What this task involves: Look for "TriggerEvent" in the records and copy every line that has it.

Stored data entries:

"""

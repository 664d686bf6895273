use std::collections::BTreeMap;

use super::{DataType, Expr, Ident, QualifiedName, Value};

#[derive(Debug, Clone, PartialEq)]
pub enum SchemaObject {
    Table(Table),
    View(View),
    MaterializedView(MaterializedView),
    Index(IndexDef),
    Sequence(Sequence),
    Trigger(Trigger),
    Function(Function),
    Type(TypeDef),
    Domain(Domain),
    Extension(Extension),
    Schema(SchemaDef),
    Comment(Comment),
    Privilege(Privilege),
    Policy(Policy),
}

#[derive(Debug, Clone, PartialEq)]
pub struct Table {
    pub name: QualifiedName,
    pub columns: Vec<Column>,
    pub primary_key: Option<PrimaryKey>,
    pub foreign_keys: Vec<ForeignKey>,
    pub checks: Vec<CheckConstraint>,
    pub exclusions: Vec<ExclusionConstraint>,
    pub options: TableOptions,
    pub partition: Option<Partition>,
    pub renamed_from: Option<Ident>,
}

impl Table {
    pub fn named(name: impl Into<String>) -> Self {
        Self {
            name: QualifiedName {
                schema: None,
                name: Ident::unquoted(name),
            },
            columns: Vec::new(),
            primary_key: None,
            foreign_keys: Vec::new(),
            checks: Vec::new(),
            exclusions: Vec::new(),
            options: TableOptions::default(),
            partition: None,
            renamed_from: None,
        }
    }
}

#[derive(Debug, Clone, PartialEq)]
pub struct Column {
    pub name: Ident,
    pub data_type: DataType,
    pub not_null: bool,
    pub default: Option<Expr>,
    pub identity: Option<Identity>,
    pub generated: Option<GeneratedColumn>,
    pub comment: Option<String>,
    pub collation: Option<String>,
    pub renamed_from: Option<Ident>,
    pub extra: BTreeMap<String, Value>,
}

#[derive(Debug, Clone, PartialEq)]
pub struct Identity {
    pub always: bool,
    pub start: Option<i64>,
    pub increment: Option<i64>,
    pub min_value: Option<i64>,
    pub max_value: Option<i64>,
    pub cache: Option<i64>,
    pub cycle: bool,
}

#[derive(Debug, Clone, PartialEq)]
pub struct GeneratedColumn {
    pub expr: Expr,
    pub stored: bool,
}

#[derive(Debug, Clone, PartialEq)]
pub struct PrimaryKey {
    pub name: Option<Ident>,
    pub columns: Vec<Ident>,
}

#[derive(Debug, Clone, PartialEq)]
pub struct ForeignKey {
    pub name: Option<Ident>,
    pub columns: Vec<Ident>,
    pub referenced_table: QualifiedName,
    pub referenced_columns: Vec<Ident>,
    pub on_delete: Option<ForeignKeyAction>,
    pub on_update: Option<ForeignKeyAction>,
    pub deferrable: Option<Deferrable>,
    pub extra: BTreeMap<String, Value>,
}

#[derive(Debug, Clone, Copy, PartialEq, Eq)]
pub enum ForeignKeyAction {
    NoAction,
    Restrict,
    Cascade,
    SetNull,
    SetDefault,
}

#[derive(Debug, Clone, PartialEq)]
pub struct CheckConstraint {
    pub name: Option<Ident>,
    pub expr: Expr,
    pub no_inherit: bool,
}

#[derive(Debug, Clone, PartialEq)]
pub struct ExclusionConstraint {
    pub name: Option<Ident>,
    pub index_method: String,
    pub elements: Vec<ExclusionElement>,
    pub where_clause: Option<Expr>,
    pub deferrable: Option<Deferrable>,
}

#[derive(Debug, Clone, PartialEq)]
pub struct ExclusionElement {
    pub expr: Expr,
    pub operator: String,
    pub opclass: Option<String>,
    pub order: Option<SortOrder>,
    pub nulls: Option<NullsOrder>,
}

#[derive(Debug, Clone, Copy, PartialEq, Eq)]
pub enum Deferrable {
    Deferrable { initially_deferred: bool },
    NotDeferrable,
}

#[derive(Debug, Clone, Copy, PartialEq, Eq)]
pub enum SortOrder {
    Asc,
    Desc,
}

#[derive(Debug, Clone, Copy, PartialEq, Eq)]
pub enum NullsOrder {
    First,
    Last,
}

#[derive(Debug, Clone, PartialEq, Default)]
pub struct TableOptions {
    pub extra: BTreeMap<String, Value>,
}

#[derive(Debug, Clone, PartialEq)]
pub struct View {
    pub name: QualifiedName,
    pub columns: Vec<Ident>,
    pub query: String,
    pub check_option: Option<CheckOption>,
    pub security: Option<ViewSecurity>,
    pub renamed_from: Option<Ident>,
}

impl View {
    pub fn new(name: QualifiedName, query: impl Into<String>) -> Self {
        Self {
            name,
            columns: Vec::new(),
            query: query.into(),
            check_option: None,
            security: None,
            renamed_from: None,
        }
    }
}

#[derive(Debug, Clone, Copy, PartialEq, Eq)]
pub enum CheckOption {
    Local,
    Cascaded,
}

#[derive(Debug, Clone, Copy, PartialEq, Eq)]
pub enum ViewSecurity {
    Definer,
    Invoker,
}

#[derive(Debug, Clone, PartialEq)]
pub struct MaterializedView {
    pub name: QualifiedName,
    pub columns: Vec<Column>,
    pub query: String,
    pub options: TableOptions,
    pub renamed_from: Option<Ident>,
}

#[derive(Debug, Clone, PartialEq)]
pub struct IndexDef {
    pub name: Option<Ident>,
    pub owner: IndexOwner,
    pub columns: Vec<IndexColumn>,
    pub unique: bool,
    pub method: Option<String>,
    pub where_clause: Option<Expr>,
    pub concurrent: bool,
    pub extra: BTreeMap<String, Value>,
}

#[derive(Debug, Clone, PartialEq)]
pub struct IndexColumn {
    pub expr: Expr,
}

#[derive(Debug, Clone, PartialEq, Eq)]
pub enum IndexOwner {
    Table(QualifiedName),
    View(QualifiedName),
    MaterializedView(QualifiedName),
}

#[derive(Debug, Clone, PartialEq)]
pub struct Partition {
    pub strategy: PartitionStrategy,
    pub columns: Vec<Ident>,
    pub partitions: Vec<PartitionElement>,
}

#[derive(Debug, Clone, PartialEq, Eq)]
pub enum PartitionStrategy {
    Range,
    List,
    Hash,
    Key,
}

#[derive(Debug, Clone, PartialEq)]
pub struct PartitionElement {
    pub name: Ident,
    pub bound: Option<PartitionBound>,
    pub extra: BTreeMap<String, Value>,
}

#[derive(Debug, Clone, PartialEq)]
pub enum PartitionBound {
    LessThan(Vec<Expr>),
    In(Vec<Expr>),
    FromTo { from: Vec<Expr>, to: Vec<Expr> },
    MaxValue,
}

#[derive(Debug, Clone, PartialEq)]
pub struct Sequence {
    pub name: QualifiedName,
    pub data_type: Option<DataType>,
    pub increment: Option<i64>,
    pub min_value: Option<i64>,
    pub max_value: Option<i64>,
    pub start: Option<i64>,
    pub cache: Option<i64>,
    pub cycle: bool,
    pub owned_by: Option<(QualifiedName, Ident)>,
}

#[derive(Debug, Clone, PartialEq, Eq)]
pub enum ColumnPosition {
    First,
    After(Ident),
}

#[derive(Debug, Clone, PartialEq)]
pub struct Trigger {
    pub name: QualifiedName,
    pub table: QualifiedName,
    pub timing: TriggerTiming,
    pub events: Vec<TriggerEvent>,
    pub for_each: TriggerForEach,
    pub when_clause: Option<Expr>,
    pub body: String,
}

#[derive(Debug, Clone, Copy, PartialEq, Eq)]
pub enum TriggerTiming {
    Before,
    After,
    InsteadOf,
}

#[derive(Debug, Clone, Copy, PartialEq, Eq)]
pub enum TriggerEvent {
    Insert,
    Update,
    Delete,
    Truncate,
}

#[derive(Debug, Clone, Copy, PartialEq, Eq)]
pub enum TriggerForEach {
    Row,
    Statement,
}

#[derive(Debug, Clone, PartialEq)]
pub struct Function {
    pub name: QualifiedName,
    pub params: Vec<FunctionParam>,
    pub return_type: Option<DataType>,
    pub language: String,
    pub body: String,
    pub volatility: Option<Volatility>,
    pub security: Option<FunctionSecurity>,
}

#[derive(Debug, Clone, PartialEq)]
pub struct FunctionParam {
    pub name: Option<Ident>,
    pub data_type: DataType,
    pub mode: Option<FunctionParamMode>,
    pub default: Option<Expr>,
}

#[derive(Debug, Clone, Copy, PartialEq, Eq)]
pub enum FunctionParamMode {
    In,
    Out,
    InOut,
    Variadic,
}

#[derive(Debug, Clone, Copy, PartialEq, Eq)]
pub enum Volatility {
    Immutable,
    Stable,
    Volatile,
}

#[derive(Debug, Clone, Copy, PartialEq, Eq)]
pub enum FunctionSecurity {
    Definer,
    Invoker,
}

#[derive(Debug, Clone, PartialEq)]
pub struct TypeDef {
    pub name: QualifiedName,
    pub kind: TypeKind,
}

#[derive(Debug, Clone, PartialEq)]
pub enum TypeKind {
    Enum { labels: Vec<String> },
    Composite { fields: Vec<(Ident, DataType)> },
    Range { subtype: DataType },
}

#[derive(Debug, Clone, PartialEq, Eq)]
pub enum EnumValuePosition {
    Before(String),
    After(String),
}

#[derive(Debug, Clone, PartialEq)]
pub struct Domain {
    pub name: QualifiedName,
    pub data_type: DataType,
    pub default: Option<Expr>,
    pub not_null: bool,
    pub checks: Vec<CheckConstraint>,
}

#[derive(Debug, Clone, PartialEq, Eq)]
pub struct Extension {
    pub name: Ident,
    pub schema: Option<Ident>,
    pub version: Option<String>,
}

#[derive(Debug, Clone, PartialEq, Eq)]
pub struct SchemaDef {
    pub name: Ident,
}

#[derive(Debug, Clone, PartialEq)]
pub struct Comment {
    pub target: CommentTarget,
    pub text: Option<String>,
}

#[derive(Debug, Clone, PartialEq, Eq)]
pub enum CommentTarget {
    Table(QualifiedName),
    Column { table: QualifiedName, column: Ident },
    Index(QualifiedName),
    View(QualifiedName),
    MaterializedView(QualifiedName),
    Sequence(QualifiedName),
    Trigger(QualifiedName),
    Function(QualifiedName),
    Type(QualifiedName),
    Domain(QualifiedName),
    Extension(Ident),
    Schema(Ident),
}

#[derive(Debug, Clone, PartialEq)]
pub struct Privilege {
    pub operations: Vec<PrivilegeOp>,
    pub on: PrivilegeObject,
    pub grantee: Ident,
    pub with_grant_option: bool,
}

impl Privilege {
    pub fn empty(on: PrivilegeObject, grantee: Ident) -> Self {
        Self {
            operations: Vec::new(),
            on,
            grantee,
            with_grant_option: false,
        }
    }
}

#[derive(Debug, Clone, Copy, PartialEq, Eq)]
pub enum PrivilegeOp {
    Select,
    Insert,
    Update,
    Delete,
    Truncate,
    References,
    Trigger,
    Usage,
    Create,
    Connect,
    Temporary,
    Execute,
    All,
}

#[derive(Debug, Clone, PartialEq, Eq)]
pub enum PrivilegeObject {
    Table(QualifiedName),
    View(QualifiedName),
    MaterializedView(QualifiedName),
    Sequence(QualifiedName),
    Schema(Ident),
    Database(Ident),
    Domain(QualifiedName),
    Type(QualifiedName),
    Function(QualifiedName),
}

#[derive(Debug, Clone, PartialEq)]
pub struct Policy {
    pub name: Ident,
    pub table: QualifiedName,
    pub command: Option<PolicyCommand>,
    pub using_expr: Option<Expr>,
    pub check_expr: Option<Expr>,
    pub roles: Vec<Ident>,
    pub permissive: bool,
}

#[derive(Debug, Clone, Copy, PartialEq, Eq)]
pub enum PolicyCommand {
    All,
    Select,
    Insert,
    Update,
    Delete,
}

"""

Exercise result:
    pub events: Vec<TriggerEvent>,
pub enum TriggerEvent {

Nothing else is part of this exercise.